Keywords: Genre, Travel
Literature, Pacific Northwest
Resumen: el presente estudio describe
la existencia de diferentes aspectos que distinguen la narrativa del viaje a
finales del siglo XVIII en las exploraciones del Pacífico Noroeste. Aunque la
producción de esta narrativa fue muy prolífica, sin embargo, debido al
secretismo con que la monarquía
borbónica mantuvo estas exploraciones la mayoría no se difundieron como
otras narrativas similares en el resto de Europa. Este estudio se concentra en
el análisis narrativo específico: estudio textual, análisis del género,
formaciones discursivas, etc.
Palabras claves: Género,
Literatura de viajes, Noroeste del Pacífico
The issue of genre is one of the slipperiest of
narrative studies, not only because of the ambiguity and common problematic
that we assume when we adopt the term, but also, in regards to the material to
which this essay is devoted, the Spanish narrative of travel in the Pacific
Northwest at the end of the 18th century. Although Spain was the
shared destination place of the Romantic tour, the common and generic place
related to maritime Spanish travel narrative finds itself condemned to
uncertainty and despair when we get away from the great Spanish oceanic voyages
from the 15th and 16th centuries, or even the
achievements of the British (Cook, Vancouver) and French (Le Pérouse)
narratives of the same kind during the Enlightenment epoch. Nevertheless there
is a common consent that the specificity of literature of Oceanic travel
narrative does exist with its own characteristics, fluidity and change over
time; however, the 18th century Spanish narrative of the sea hasn’t
been the center of attention of literary studies:
“Hay que buscar en los viajes la información histórica y geográfica,
pero también leerlos como literatura sin más, como depósito de la sensibilidad
múltiple de los viajeros del setecientos hacia el Otro que se descubre en las
fronteras del planeta”[1].
Most of the studies dedicated to the topic of the
Spanish travel narrative in the Pacific Northwest during the Reform of the Age
of Enlightenment focused on the historical and archival documentation found in
various libraries throughout the United States, Spain and Latin America.
However there have been few studies related to specific literary analysis:
textual studies, genre analysis, discursive formations, etc. The production of
this narrative was very prolific (Diaries from Bodega y Quadra, Francisco
Mourelle de la Rua, Juan Pérez, Alcalá Galiano, Malaspina, etc); however, due
to the secretiveness in which the Borbonic government kept those explorations,
they didn’t receive a lot of popular acknowledgement. Although Spanish
government anxiety about foreign incursions during that time led to
unwillingness to publish the surveys, such evasiveness seems to have extended
out to literary studies as well.
Keeping in mind the assumptions made by Foulke, who
distinguishes the professional and established tradition of “maritime voyages”

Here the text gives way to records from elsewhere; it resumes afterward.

//! # Runtime Plan Nodes
//!
//! The lowering target. A runtime plan node is flat and positionally addressed: it owns
//! an output schema, a body describing the operator, and its already-lowered children.
//! The runtime never looks back at the relational tree, so everything it needs (aggregate
//! operator codes, output column slots, group-by expressions, post-aggregation filter)
//! must be recorded here.
//!
//! Nodes are built by the lowering functions in `physical` and `rel` through the small
//! mutating API below (`add_aggregate`, `add_group_by_expression`, `set_post_predicate`,
//! `add_and_link_child`). Once returned to the caller they are treated as values.

use crate::expr::ScalarExpr;
use crate::properties::Distribution;
use crate::schema::DataType;
use serde::{Deserialize, Serialize};
use std::fmt;
use std::fmt::Write as _;

/// Runtime aggregate operator codes.
#[derive(Debug, Clone, Copy, PartialEq, Eq, Hash, Serialize, Deserialize)]
pub enum AggregateOpCode {
    Sum,
    Count,
    /// COUNT(*): counts rows, takes no input expression.
    CountStar,
    Avg,
    Min,
    Max,
}

impl fmt::Display for AggregateOpCode {
    fn fmt(&self, f: &mut fmt::Formatter<'_>) -> fmt::Result {
        let name = match self {
            AggregateOpCode::Sum => "AGGREGATE_SUM",
            AggregateOpCode::Count => "AGGREGATE_COUNT",
            AggregateOpCode::CountStar => "AGGREGATE_COUNT_STAR",
            AggregateOpCode::Avg => "AGGREGATE_AVG",
            AggregateOpCode::Min => "AGGREGATE_MIN",
            AggregateOpCode::Max => "AGGREGATE_MAX",
        };
        f.write_str(name)
    }
}

/// One column of a runtime node's output.
#[derive(Debug, Clone, PartialEq, Eq, Hash, Serialize, Deserialize)]
pub struct SchemaColumn {
    pub name: String,
    pub data_type: DataType,
    pub nullable: bool,
}

/// Output schema of a runtime node.
#[derive(Debug, Clone, Default, PartialEq, Eq, Hash, Serialize, Deserialize)]
pub struct NodeSchema {
    pub columns: Vec<SchemaColumn>,
}

impl NodeSchema {
    pub fn len(&self) -> usize {
        self.columns.len()
    }

    pub fn is_empty(&self) -> bool {
        self.columns.is_empty()
    }

    pub fn names(&self) -> Vec<&str> {
        self.columns.iter().map(|c| c.name.as_str()).collect()
    }
}

/// A single aggregate computed by an aggregate node.
#[derive(Debug, Clone, PartialEq, Eq, Hash, Serialize, Deserialize)]
pub struct AggregateEntry {
    pub op: AggregateOpCode,
    pub distinct: bool,
    /// Output column the result is written to.
    pub output_column: usize,
    /// Input expression; `None` for COUNT(*).
    pub input: Option<ScalarExpr>,
}

#[derive(Debug, Clone, Copy, PartialEq, Eq, Hash, Serialize, Deserialize)]
pub enum AggregateNodeKind {
    HashAggregate,
    SerialAggregate,
}

impl fmt::Display for AggregateNodeKind {
    fn fmt(&self, f: &mut fmt::Formatter<'_>) -> fmt::Result {
        match self {
            AggregateNodeKind::HashAggregate => f.write_str("HASHAGGREGATE"),
            AggregateNodeKind::SerialAggregate => f.write_str("AGGREGATE"),
        }
    }
}

/// Body of an aggregate runtime node.
#[derive(Debug, Clone, PartialEq, Eq, Serialize, Deserialize)]
pub struct AggregatePlan {
    pub kind: AggregateNodeKind,
    pub aggregates: Vec<AggregateEntry>,
    pub group_by: Vec<ScalarExpr>,
    pub post_predicate: Option<ScalarExpr>,
}

impl AggregatePlan {
    pub fn new(kind: AggregateNodeKind) -> Self {
        Self {
            kind,
            aggregates: Vec::new(),
            group_by: Vec::new(),
            post_predicate: None,
        }
    }
}

/// Operator-specific part of a runtime node.
#[derive(Debug, Clone, PartialEq, Eq, Serialize, Deserialize)]
pub enum PlanNodeBody {
    Aggregate(AggregatePlan),
    SeqScan { table: String },
    Filter { predicate: ScalarExpr },
    Projection { exprs: Vec<ScalarExpr> },
    Exchange { distribution: Distribution },
}

impl PlanNodeBody {
    pub fn name(&self) -> String {
        match self {
            PlanNodeBody::Aggregate(agg) => agg.kind.to_string(),
            PlanNodeBody::SeqScan { .. } => "SEQSCAN".to_string(),
            PlanNodeBody::Filter { .. } => "FILTER".to_string(),
            PlanNodeBody::Projection { .. } => "PROJECTION".to_string(),
            PlanNodeBody::Exchange { .. } => "EXCHANGE".to_string(),
        }
    }
}

/// A node of the runtime execution plan.
#[derive(Debug, Clone, PartialEq, Eq, Serialize, Deserialize)]
pub struct RuntimePlanNode {
    pub body: PlanNodeBody,
    pub output_schema: NodeSchema,
    pub children: Vec<RuntimePlanNode>,
}

impl RuntimePlanNode {
    pub fn new(body: PlanNodeBody) -> Self {
        Self {
            body,
            output_schema: NodeSchema::default(),
            children: Vec::new(),
        }
    }

    pub fn aggregate(kind: AggregateNodeKind) -> Self {
        Self::new(PlanNodeBody::Aggregate(AggregatePlan::new(kind)))
    }

    pub fn set_output_schema(&mut self, schema: NodeSchema) {
        self.output_schema = schema;
    }

    pub fn add_and_link_child(&mut self, child: RuntimePlanNode) {
        self.children.push(child);
    }

    pub fn as_aggregate(&self) -> Option<&AggregatePlan> {
        match &self.body {
            PlanNodeBody::Aggregate(agg) => Some(agg),
            _ => None,
        }
    }

    fn aggregate_mut(&mut self) -> Option<&mut AggregatePlan> {
        match &mut self.body {
            PlanNodeBody::Aggregate(agg) => Some(agg),
            _ => None,
        }
    }

    /// Record an aggregate. No-op on non-aggregate nodes.
    pub fn add_aggregate(
        &mut self,
        op: AggregateOpCode,
        distinct: bool,
        output_column: usize,
        input: Option<ScalarExpr>,
    ) {
        if let Some(agg) = self.aggregate_mut() {
            agg.aggregates.push(AggregateEntry {
                op,
                distinct,
                output_column,
                input,
            });
        }
    }

    pub fn add_group_by_expression(&mut self, expr: ScalarExpr) {
        if let Some(agg) = self.aggregate_mut() {
            agg.group_by.push(expr);
        }
    }

    pub fn set_post_predicate(&mut self, predicate: ScalarExpr) {
        if let Some(agg) = self.aggregate_mut() {
            agg.post_predicate = Some(predicate);
        }
    }

    /// Indented, one-node-per-line rendering of the plan.
    pub fn explain(&self) -> String {
        let mut out = String::new();
        self.explain_into(&mut out, 0);
        out
    }

    fn explain_into(&self, out: &mut String, depth: usize) {
        let _ = write!(out, "{}{}", "  ".repeat(depth), self.body.name());
        match &self.body {
            PlanNodeBody::Aggregate(agg) => {
                let aggs: Vec<String> = agg
                    .aggregates
                    .iter()
                    .map(|a| {
                        let input = a.input.as_ref().map(|e| e.to_string()).unwrap_or_default();
                        let distinct = if a.distinct { "DISTINCT " } else { "" };
                        format!("{}({}{})->${}", a.op, distinct, input, a.output_column)
                    })
                    .collect();
                let keys: Vec<String> = agg.group_by.iter().map(|e| e.to_string()).collect();
                let _ = write!(out, " aggs=[{}] group_by=[{}]", aggs.join(", "), keys.join(", "));
                if let Some(p) = &agg.post_predicate {
                    let _ = write!(out, " having={}", p);
                }
            }
            PlanNodeBody::SeqScan { table } => {
                let _ = write!(out, " table={}", table);
            }
            PlanNodeBody::Filter { predicate } => {
                let _ = write!(out, " predicate={}", predicate);
            }
            PlanNodeBody::Projection { exprs } => {
                let exprs: Vec<String> = exprs.iter().map(|e| e.to_string()).collect();
                let _ = write!(out, " exprs=[{}]", exprs.join(", "));
            }
            PlanNodeBody::Exchange { distribution } => {
                let _ = write!(out, " distribution={}", distribution);
            }
        }
        out.push('\n');
        for child in &self.children {
            child.explain_into(out, depth + 1);
        }
    }
}
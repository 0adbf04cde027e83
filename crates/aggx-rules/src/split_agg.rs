//! # Distributed Aggregate Split
//!
//! Implements a logical aggregate whose input is spread over `P > 1` partitions as two
//! physical stages:
//!
//! ```text
//! Coordinator aggregate   (merge calls over the fragment output, HAVING)
//!   Exchange              (gather, or hash on the group keys)
//!     Fragment aggregate  (original calls, split_count = P, once per partition)
//!       input
//! ```
//!
//! The fragment computes partial results per group on each partition. The exchange
//! brings every partial row of a group to one site, and the coordinator combines them.
//! That is only correct for *decomposable* calls, whose partial results can be merged
//! into the single-site answer:
//!
//! | call               | merge over the partial column |
//! |--------------------|-------------------------------|
//! | SUM                | SUM                           |
//! | $SUM0              | $SUM0                         |
//! | COUNT, COUNT(*)    | $SUM0                         |
//! | MIN / MAX          | MIN / MAX                     |
//!
//! MIN and MAX stay decomposable under DISTINCT. `split_aggregate` fails with an internal
//! fault on any other call instead of producing a wrong merge. The rule never hands it
//! one: aggregates holding AVG are left to `reduce_avg`, and other non-decomposable
//! calls (COUNT(DISTINCT), variance, ...) are aggregated once over a gathering exchange.
//!
//! ## Coordinator Schema
//!
//! The coordinator groups on the leading fragment columns and its call `i` reads fragment
//! column `group_count + i`. It reuses the field names of the single-site aggregate, and
//! the merge functions preserve types, so the coordinator's output row is the row the
//! original aggregate would have produced. HAVING is attached to the coordinator only;
//! applying it to partial results would drop groups too early.
//!
//! ## Single-Site Input
//!
//! When the input is not partitioned the rule short-circuits to a single `Unsplit`
//! aggregate with split count 1.

use crate::impl_agg::aggregate_and_having;
use aggx_core::config::MergeDistribution;
use aggx_core::error::{InternalFault, Result};
use aggx_core::expr::{AggregateCall, AggregateKind, ScalarExpr};
use aggx_core::group_set::GroupSet;
use aggx_core::logical::LogicalAggregate;
use aggx_core::pattern::Pattern;
use aggx_core::physical::{AggregateRole, GroupingStrategy, PhysicalAggregate};
use aggx_core::properties::Distribution;
use aggx_core::rel::{Exchange, Rel, RelRef};
use aggx_core::rule::{OptContext, Rule, RuleType};
use std::sync::Arc;
use tracing::{debug, trace};

/// The three nodes produced by a split, top of the tree last.
#[derive(Debug, Clone)]
pub struct SplitOutcome {
    pub fragment: RelRef,
    pub exchange: RelRef,
    pub coordinator: RelRef,
}

/// Function the coordinator uses to combine partial results of `kind`.
pub fn merge_kind(kind: AggregateKind) -> Option<AggregateKind> {
    match kind {
        AggregateKind::Sum => Some(AggregateKind::Sum),
        AggregateKind::Sum0 | AggregateKind::Count => Some(AggregateKind::Sum0),
        AggregateKind::Min => Some(AggregateKind::Min),
        AggregateKind::Max => Some(AggregateKind::Max),
        AggregateKind::Avg
        | AggregateKind::AnyValue
        | AggregateKind::StddevPop
        | AggregateKind::StddevSamp
        | AggregateKind::VarPop
        | AggregateKind::VarSamp
        | AggregateKind::ListAgg
        | AggregateKind::CovarPop => None,
    }
}

pub fn is_decomposable(call: &AggregateCall) -> bool {
    if call.distinct {
        return matches!(call.kind, AggregateKind::Min | AggregateKind::Max);
    }
    merge_kind(call.kind).is_some()
}

/// Build the fragment / exchange / coordinator stages for `agg` over `partitions`
/// partitions.
pub fn split_aggregate(
    agg: &LogicalAggregate,
    having: Option<ScalarExpr>,
    partitions: u32,
    strategy: GroupingStrategy,
    merge: MergeDistribution,
) -> Result<SplitOutcome> {
    if agg.group_sets().len() != 1 {
        return Err(InternalFault::MultipleGroupingSets(agg.group_sets().len()).into());
    }

    let mut merge_calls = Vec::with_capacity(agg.agg_calls().len());
    let group_count = agg.group_set().cardinality();
    for (call_idx, call) in agg.agg_calls().iter().enumerate() {
        let merge_fn = merge_kind(call.kind)
            .filter(|_| is_decomposable(call))
            .ok_or(InternalFault::NonDecomposable {
                call: call_idx,
                function: call.kind,
            })?;
        let output = group_count + call_idx;
        let mut merged = AggregateCall::new(merge_fn, vec![output]);
        merged.name = agg.row_type().field(output).map(|f| f.name.clone());
        trace!(call = %call, merge = %merged, "merge call");
        merge_calls.push(merged);
    }

    let fragment: RelRef = Arc::new(Rel::PhysicalAggregate(PhysicalAggregate::create(
        agg.input().clone(),
        agg.group_set().clone(),
        agg.agg_calls().to_vec(),
        strategy,
        AggregateRole::FragmentOnly,
        partitions,
        None,
    )?));

    let distribution = match merge {
        MergeDistribution::HashOnGroupKeys if group_count > 0 => Distribution::Hash {
            keys: (0..group_count).collect(),
            partitions,
        },
        MergeDistribution::Gather | MergeDistribution::HashOnGroupKeys => Distribution::Single,
    };
    let coordinator_split = distribution.partition_count();
    let exchange: RelRef = Arc::new(Rel::Exchange(Exchange::new(fragment.clone(), distribution)));

    let coordinator: RelRef = Arc::new(Rel::PhysicalAggregate(PhysicalAggregate::create(
        exchange.clone(),
        GroupSet::range(0, group_count),
        merge_calls,
        strategy,
        AggregateRole::Coordinator,
        coordinator_split,
        having,
    )?));

    debug!(
        partitions,
        coordinator_split,
        group_count,
        calls = agg.agg_calls().len(),
        "split aggregate into fragment and coordinator"
    );
    Ok(SplitOutcome {
        fragment,
        exchange,
        coordinator,
    })
}

/// Gather every partition to one site and aggregate there once.
fn gather_unsplit(
    agg: &LogicalAggregate,
    having: Option<ScalarExpr>,
    strategy: GroupingStrategy,
) -> Result<RelRef> {
    let exchange: RelRef = Arc::new(Rel::Exchange(Exchange::new(
        agg.input().clone(),
        Distribution::Single,
    )));
    let gathered = agg.with_input(exchange)?;
    let single = PhysicalAggregate::from_logical(&gathered, strategy, AggregateRole::Unsplit, 1, having)?;
    Ok(Arc::new(Rel::PhysicalAggregate(single)))
}

/// Implement a logical aggregate as a fragment / coordinator pair when its input is
/// partitioned, or as a single aggregate when it is not.
///
/// Aggregates holding AVG are declined: `AvgDecompositionRule` rewrites them into a
/// splittable form. Other calls without a merge function are implemented over a gathering
/// exchange instead of being split.
pub struct DistributedAggregateSplitRule;

impl Rule for DistributedAggregateSplitRule {
    fn name(&self) -> &str {
        "DistributedAggregateSplit"
    }

    fn rule_type(&self) -> RuleType {
        RuleType::Implementation
    }

    fn pattern(&self) -> Pattern {
        Pattern::aggregate_with_having()
    }

    fn apply(&self, rel: &RelRef, ctx: &OptContext) -> Result<Vec<RelRef>> {
        let Some((agg, having)) = aggregate_and_having(rel) else {
            return Ok(vec![]);
        };
        let strategy = ctx.config.default_strategy;
        let partitions = agg.input().distribution().partition_count();

        if partitions <= 1 {
            let single = PhysicalAggregate::from_logical(agg, strategy, AggregateRole::Unsplit, 1, having)?;
            return Ok(vec![Arc::new(Rel::PhysicalAggregate(single))]);
        }
        if !ctx.config.enable_distributed_split {
            debug!(partitions, "distributed split disabled");
            return Ok(vec![]);
        }
        if agg.agg_calls().iter().any(|c| c.kind.is_avg_like()) {
            debug!(partitions, "AVG left to decomposition");
            return Ok(vec![]);
        }
        if !agg.agg_calls().iter().all(is_decomposable) {
            debug!(partitions, "non-decomposable call, gathering input");
            return Ok(vec![gather_unsplit(agg, having, strategy)?]);
        }

        let outcome = split_aggregate(agg, having, partitions, strategy, ctx.config.merge_distribution)?;
        Ok(vec![outcome.coordinator])
    }
}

and “history of sea literature[2],
most of the voyages’ narratives can’t be appreciated entirely apart from the
maritime history, due to the technical and linguistic lexicon associated with
these enterprises and the inexperience of not being a sailor. The absences of
these contexts, experiential and historical, have affected our cultural
readings throughout the centuries and more specifically of our contemporary
age. All the same, these narratives are another piece of the big ship we have
called the history of travel narrative, and perhaps a sub-genre of what we
should bear in mind as travel narrative of the sea, and more specifically and
temporarily, a scientific-literary manifestation of the XVIII century where the
sea narrative of travel is an index of the crossroads of the Modern Age. Those
literary aspects are the contextual leitmotivs of my readings. As mentioned
before, and in spite of the transcendence of the voyages narrative during the
second Age of Exploration, the Spanish narrative has found itself relegated to
the historical enterprise, isolated from the narrative of travel. Since the 18th
century is considered a “Hinge century”, most of the narrative manifestations
are transitional. As such, many of the
narrative forms reach the end of their development, or in many other
manifestations, open new tracks. As Perry Adams mentioned in his classic study Travel
literature and the evolution of the novel:
“The literature of
travel is gigantic; it has a thousand forms and faces [...] the récit of
voyage cannot be a literary genre with a fixed definition any more than the
novel is; it is not even sui generis
since it includes so many types both by form and by content. For, like other
forms just as amorphous, it evolves and will continue to evolve”[3].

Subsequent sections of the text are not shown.